# Greece " We feel Betrayed "



## Prepared One (Nov 5, 2014)

They feel betrayed? Of coarse. Now they stand around after years of government entitlements and wonder how this happened? Coming to a neighborhood near you?

Greek lawmakers pass austerity bill despite dissent - AP News 7/15/2015 8:42 PM


----------



## Camel923 (Aug 13, 2014)

Socialism always betrays. It impoverishes and enslaves.


----------



## dwight55 (Nov 9, 2012)

It is interesting that Greece is involved in this right now.

Some folks see this as part of the unfolding of Daniel's prophesy about a "King of dark sentences" coming up out of the ashes of a Greek civil war.

Hmmmmmmm

May God bless,
Dwight


----------



## Slippy (Nov 14, 2013)

The Greece government kept borrowing and spending more money then they brought in from tax revenue. They entered into numerous pension agreements with their government workers that anybody who has the simple-est of math skills could figure out it was unsustainable. The Greek people kept voting for politicians who would give them more money. 

It finally caught up with them. I get that many of the pensioners feel betrayed. They were promised something and now there is no money so promises are broken. Let this be a lesson...but it won't be and will happen again.


----------



## Prepared One (Nov 5, 2014)

Slippy said:


> The Greece government kept borrowing and spending more money then they brought in from tax revenue. They entered into numerous pension agreements with their government workers that anybody who has the simple-est of math skills could figure out it was unsustainable.
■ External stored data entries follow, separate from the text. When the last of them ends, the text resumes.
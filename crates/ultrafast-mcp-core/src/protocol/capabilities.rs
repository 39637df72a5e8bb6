use serde::{Deserialize, Serialize};
use serde_json::Value;
use std::collections::HashMap;

/// Client capabilities that can be negotiated during initialization
#[derive(Debug, Clone, Serialize, Deserialize, Default)]
pub struct ClientCapabilities {
    /// Filesystem roots capability
    #[serde(skip_serializing_if = "Option::is_none")]
    pub roots: Option<RootsCapability>,

    /// LLM sampling capability
    #[serde(skip_serializing_if = "Option::is_none")]
    pub sampling: Option<SamplingCapability>,

    /// User input elicitation capability
    #[serde(skip_serializing_if = "Option::is_none")]
    pub elicitation: Option<ElicitationCapability>,

    /// Long-running task capability
    #[serde(skip_serializing_if = "Option::is_none")]
    pub tasks: Option<TasksCapability>,

    /// Non-standard or in-development capabilities, keyed by name
    #[serde(skip_serializing_if = "HashMap::is_empty", default)]
    pub experimental: HashMap<String, Value>,
}

/// Server capabilities that can be advertised during initialization
#[derive(Debug, Clone, Serialize, Deserialize, Default)]
pub struct ServerCapabilities {
    /// Tools capability
    #[serde(skip_serializing_if = "Option::is_none")]
    pub tools: Option<ToolsCapability>,

    /// Resources capability
    #[serde(skip_serializing_if = "Option::is_none")]
    pub resources: Option<ResourcesCapability>,

    /// Prompts capability
    #[serde(skip_serializing_if = "Option::is_none")]
    pub prompts: Option<PromptsCapability>,

    /// Logging capability
    #[serde(skip_serializing_if = "Option::is_none")]
    pub logging: Option<LoggingCapability>,

    /// Completion capability
    #[serde(skip_serializing_if = "Option::is_none")]
    pub completion: Option<CompletionCapability>,

    /// Long-running task capability
    #[serde(skip_serializing_if = "Option::is_none")]
    pub tasks: Option<TasksCapability>,

    /// Non-standard or in-development capabilities, keyed by name
    #[serde(skip_serializing_if = "HashMap::is_empty", default)]
    pub experimental: HashMap<String, Value>,
}

/// Roots capability for filesystem boundary management
#[derive(Debug, Clone, Serialize, Deserialize)]
pub struct RootsCapability {
    /// Whether the client supports list_changed notifications
    #[serde(rename = "listChanged", skip_serializing_if = "Option::is_none")]
    pub list_changed: Option<bool>,
}

/// Sampling capability for LLM completions
#[derive(Debug, Clone, Serialize, Deserialize)]
pub struct SamplingCapability {
    // Sampling capability has no specific parameters in MCP 2025-06-18
}

/// Elicitation capability for user input collection.
///
/// A blank `elicitation: {}` (both sub-fields absent) is treated as form-only
/// for backward compatibility with protocol revisions that predate URL-mode
/// elicitation (see [`ElicitationCapability::supports_form`]).
#[derive(Debug, Clone, Serialize, Deserialize, Default)]
pub struct ElicitationCapability {
    /// Structured-form elicitation support
    #[serde(skip_serializing_if = "Option::is_none")]
    pub form: Option<FormElicitationCapability>,

    /// URL-consent elicitation support
    #[serde(skip_serializing_if = "Option::is_none")]
    pub url: Option<UrlElicitationCapability>,
}

impl ElicitationCapability {
    /// Per §4.4: an empty capability record defaults to form-only.
    pub fn supports_form(&self) -> bool {
        self.form.is_some() || self.url.is_none()
    }

    pub fn supports_url(&self) -> bool {
        self.url.is_some()
    }
}

/// Form-mode elicitation sub-capability
#[derive(Debug, Clone, Serialize, Deserialize, Default)]
pub struct FormElicitationCapability {}

/// URL-mode elicitation sub-capability
#[derive(Debug, Clone, Serialize, Deserialize, Default)]
pub struct UrlElicitationCapability {}

/// Task lifecycle capability (`tasks/list|get|cancel|result`)
#[derive(Debug, Clone, Serialize, Deserialize, Default)]
pub struct TasksCapability {
    /// Whether the peer emits `notifications/tasks/list_changed`
    #[serde(rename = "listChanged", skip_serializing_if = "Option::is_none")]
    pub list_changed: Option<bool>,
}

/// Tools capability
#[derive(Debug, Clone, Serialize, Deserialize)]
pub struct ToolsCapability {
    /// Whether the server supports list_changed notifications
    #[serde(rename = "listChanged", skip_serializing_if = "Option::is_none")]
    pub list_changed: Option<bool>,
}

/// Resources capability
#[derive(Debug, Clone, Serialize, Deserialize, Default)]
pub struct ResourcesCapability {
    /// Whether the server supports resource subscriptions
    #[serde(skip_serializing_if = "Option::is_none")]
    pub subscribe: Option<bool>,

    /// Whether the server supports list_changed notifications
    #[serde(rename = "listChanged", skip_serializing_if = "Option::is_none")]
    pub list_changed: Option<bool>,
}

/// Prompts capability
#[derive(Debug, Clone, Serialize, Deserialize)]
pub struct PromptsCapability {
    /// Whether the server supports list_changed notifications
    #[serde(rename = "listChanged", skip_serializing_if = "Option::is_none")]
    pub list_changed: Option<bool>,
}

/// Logging capability
#[derive(Debug, Clone, Serialize, Deserialize)]
pub struct LoggingCapability {
    // Logging capability has no specific parameters in MCP 2025-06-18
}

/// Completion capability for argument autocompletion
#[derive(Debug, Clone, Serialize, Deserialize)]
pub struct CompletionCapability {
    // Completion capability has no specific parameters in MCP 2025-06-18
}

/// Result of capability negotiation
#[derive(Debug, Clone)]
pub struct CapabilityNegotiationResult {
    /// Negotiated client capabilities
    pub client_capabilities: ClientCapabilities,
    /// Negotiated server capabilities  
    pub server_capabilities: ServerCapabilities,
    /// List of warnings about unsupported features
    pub warnings: Vec<String>,
}

/// Capability negotiation utilities
pub struct CapabilityNegotiator;

impl CapabilityNegotiator {
    /// Negotiate capabilities between client and server
    /// Returns the intersection of compatible capabilities
    pub fn negotiate(
        client_caps: &ClientCapabilities,
        server_caps: &ServerCapabilities,
        protocol_version: &str,
    ) -> Result<CapabilityNegotiationResult, String> {
        let mut negotiated_client = ClientCapabilities::default();
        let mut negotiated_server = ServerCapabilities::default();
        let mut warnings = Vec::new();

        // Negotiate tools capability
        if server_caps.tools.is_some() {
            negotiated_server.tools = server_caps.tools.clone();
        } else if client_caps.sampling.is_some() {
            warnings.push(
                "Client supports sampling but server does not provide tools capability".to_string(),
            );
        }

        // Negotiate resources capability
        if server_caps.resources.is_some() {
            let mut negotiated_resources = server_caps.resources.clone().unwrap();

            // Check if client can handle subscriptions based on protocol version
            if let Some(ref server_res) = server_caps.resources {
                if server_res.subscribe == Some(true)
                    && !Self::version_supports_feature(protocol_version, "resource_subscriptions")
                {
                    // Disable subscriptions for older protocol versions
                    negotiated_resources.subscribe = Some(false);
                    warnings.push(format!(
                        "Resource subscriptions disabled for protocol version {}",
                        protocol_version
                    ));
                }
            }

            negotiated_server.resources = Some(negotiated_resources);
        }

        // Negotiate prompts capability
        if server_caps.prompts.is_some() {
            negotiated_server.prompts = server_caps.prompts.clone();
        }

        // Negotiate logging capability
        if server_caps.logging.is_some() {
            negotiated_server.logging = server_caps.logging.clone();
        }

        // Negotiate completion capability
        if server_caps.completion.is_some() {
            negotiated_server.completion = server_caps.completion.clone();
        }

        // Negotiate client capabilities
        if client_caps.roots.is_some() {
            negotiated_client.roots = client_caps.roots.clone();
        }

        if client_caps.sampling.is_some() && server_caps.tools.is_some() {
            // Client can only use sampling if server supports tools
            negotiated_client.sampling = client_caps.sampling.clone();
        } else if client_caps.sampling.is_some() {
            warnings.push(
                "Client sampling capability disabled - server does not support tools".to_string(),
            );
        }

        if client_caps.elicitation.is_some() {
            negotiated_client.elicitation = client_caps.elicitation.clone();
        }

        if client_caps.tasks.is_some() {
            negotiated_client.tasks = client_caps.tasks.clone();
        }
        if server_caps.tasks.is_some() {
            negotiated_server.tasks = server_caps.tasks.clone();
        }
        negotiated_client.experimental = client_caps.experimental.clone();
        negotiated_server.experimental = server_caps.experimental.clone();

        // Validate that we have at least one compatible capability
        if negotiated_server.tools.is_none()
            && negotiated_server.resources.is_none()
            && negotiated_server.prompts.is_none()
        {
            return Err("No compatible capabilities found between client and server".to_string());
        }

        Ok(CapabilityNegotiationResult {
            client_capabilities: negotiated_client,
            server_capabilities: negotiated_server,
            warnings,
        })
    }

    /// Check if a capability is supported by server
    pub fn supports_capability(caps: &ServerCapabilities, capability: &str) -> bool {
        match capability {
            "tools" => caps.tools.is_some(),
            "resources" => caps.resources.is_some(),
            "prompts" => caps.prompts.is_some(),
            "logging" => caps.logging.is_some(),
            "completion" => caps.completion.is_some(),
            "tasks" => caps.tasks.is_some(),
            _ => false,
        }
    }

    /// Check if client supports a capability
    pub fn client_supports_capability(caps: &ClientCapabilities, capability: &str) -> bool {
        match capability {
            "roots" => caps.roots.is_some(),
            "sampling" => caps.sampling.is_some(),
            "elicitation" => caps.elicitation.is_some(),
            "tasks" => caps.tasks.is_some(),
            _ => false,
        }
    }

    /// Check if a specific feature is supported within a capability
    pub fn supports_feature(caps: &ServerCapabilities, capability: &str, feature: &str) -> bool {
        match (capability, feature) {
            ("resources", "subscribe") => caps
                .resources
                .as_ref()
                .and_then(|r| r.subscribe)
                .unwrap_or(false),
            ("tools", "list_changed") => caps
                .tools
                .as_ref()
                .and_then(|t| t.list_changed)
                .unwrap_or(false),
            ("resources", "list_changed") => caps
                .resources
                .as_ref()
                .and_then(|r| r.list_changed)
                .unwrap_or(false),
            ("prompts", "list_changed") => caps
                .prompts
                .as_ref()
                .and_then(|p| p.list_changed)
                .unwrap_or(false),
            _ => false,
        }
    }

    /// Check if a protocol version supports a specific feature
    pub fn version_supports_feature(version: &str, feature: &str) -> bool {
        // Use the version module's implementation
        crate::protocol::version::version_supports_feature(version, feature)
    }

    /// Validate compatibility between client and server capabilities
    pub fn validate_compatibility(
        client_caps: &ClientCapabilities,
        server_caps: &ServerCapabilities,
    ) -> Result<(), String> {
        // Check if client requires sampling but server doesn't support tools
        if client_caps.sampling.is_some() && server_caps.tools.is_none() {
            return Err(
                "Client requires sampling capability but server does not support tools".to_string(),
            );
        }

        // Check if we have at least one overlapping capability
        let has_overlap = server_caps.tools.is_some()
            || server_caps.resources.is_some()
            || server_caps.prompts.is_some()
            || server_caps.logging.is_some()
            || server_caps.completion.is_some();

        if !has_overlap {
            return Err("No overlapping capabilities between client and server".to_string());
        }

        Ok(())
    }
}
The Greek people kept voting for politicians who would give them more money.
> 
> It finally caught up with them. I get that many of the pensioners feel betrayed. They were promised something and now there is no money so promises are broken. Let this be a lesson...but it won't be and will happen again.


Unfortunately true. Happening now, in this country. But, everyone refuses to see, shrugs their shoulders and says. " Can't do anything about it " I see it every time the discussion comes up.


----------



## Salt-N-Pepper (Aug 18, 2014)

Camel923 said:


> Socialism always betrays. It impoverishes and enslaves.


This! 100,000,000,000 times this!


----------



## 7052 (Jul 1, 2014)

Prepared One said:


> Unfortunately true. Happening now, in this country. But, everyone refuses to see, shrugs their shoulders and says. " Can't do anything about it " I see it every time the discussion comes up.


EXACTLY what is happening here in the Democratik People's Republik of Hellinois. MASSIVE state pensions for everything up to and including teachers, and because the state is addicted to spending they underfunded the pension funds to the tune of something massive like 80% IIRC. Now we are billions in debt, have already raised income taxes 60%+, and have no way of EVER hoping to pay those pensions. Not to mention the other debts we have racked up by massive borrowing and spending. Illinois IS the next Greece.


----------



## sideKahr (Oct 15, 2014)

"WE ARE SPARTA!" How the mighty have fallen.


----------



## rice paddy daddy (Jul 17, 2012)

Slippy said:


> The Greece government kept borrowing and spending more money then they brought in from tax revenue. They entered into numerous pension agreements with their government workers that anybody who has the simple-est of math skills could figure out it was unsustainable. The Greek people kept voting for politicians who would give them more money.
> 
> It finally caught up with them. I get that many of the pensioners feel betrayed. They were promised something and now there is no money so promises are broken. Let this be a lesson...but it won't be and will happen again.


Happening right now in Duval County, Florida (Jacksonville).
Until the Great Recession the county commissioners kept giving in to the police and firefighter unions each contract renewal time. Now during the era of lower tax revenue the pension plans are unsustainable even in the short term, let alone 10 - 20 years from now.
I'm glad I don't live there.


----------



## Ripon (Dec 22, 2012)

The Greeks piss me off. Whinny cry babies. The only thing I can say is when it happens here they whinny crybabies will be worse.


----------



## GTGallop (Nov 11, 2012)

Greece said:


> Greece: "We Feel Betrayed!"


America: "Go F-Yourself!"


----------



## PatriotFlamethrower (Jan 10, 2015)

Greece has been a non-factor in the world since.................uh.....................the Parthenon was still open for business.


----------



## James m (Mar 11, 2014)

Pay up losers!!


----------



## Smitty901 (Nov 16, 2012)

Does anyone think Greece will live up to the agreement. What makes this one any different than before?


----------



## PatriotFlamethrower (Jan 10, 2015)

Greece will live up to this agreement the same way that North Vietnam lived up to the ceasefire, the same way that Iraq lived up to the ceasefire after the first gulf war, and the same way that North Korea has lived up to it's agreements.

You can't turn pond scum into spring water.


----------



## Farmboyc (May 9, 2015)

You can't turn pond scum into spring water.


Have you tried the Big Berkley Patriot?


----------



## James m (Mar 11, 2014)

PatriotFlamethrower said:


> Greece will live up to this agreement the same way that North Vietnam lived up to the ceasefire, the same way that Iraq lived up to the ceasefire after the first gulf war, and the same way that North Korea has lived up to it's agreements.
> 
> You can't turn pond scum into spring water.


Plus + 9 million.


----------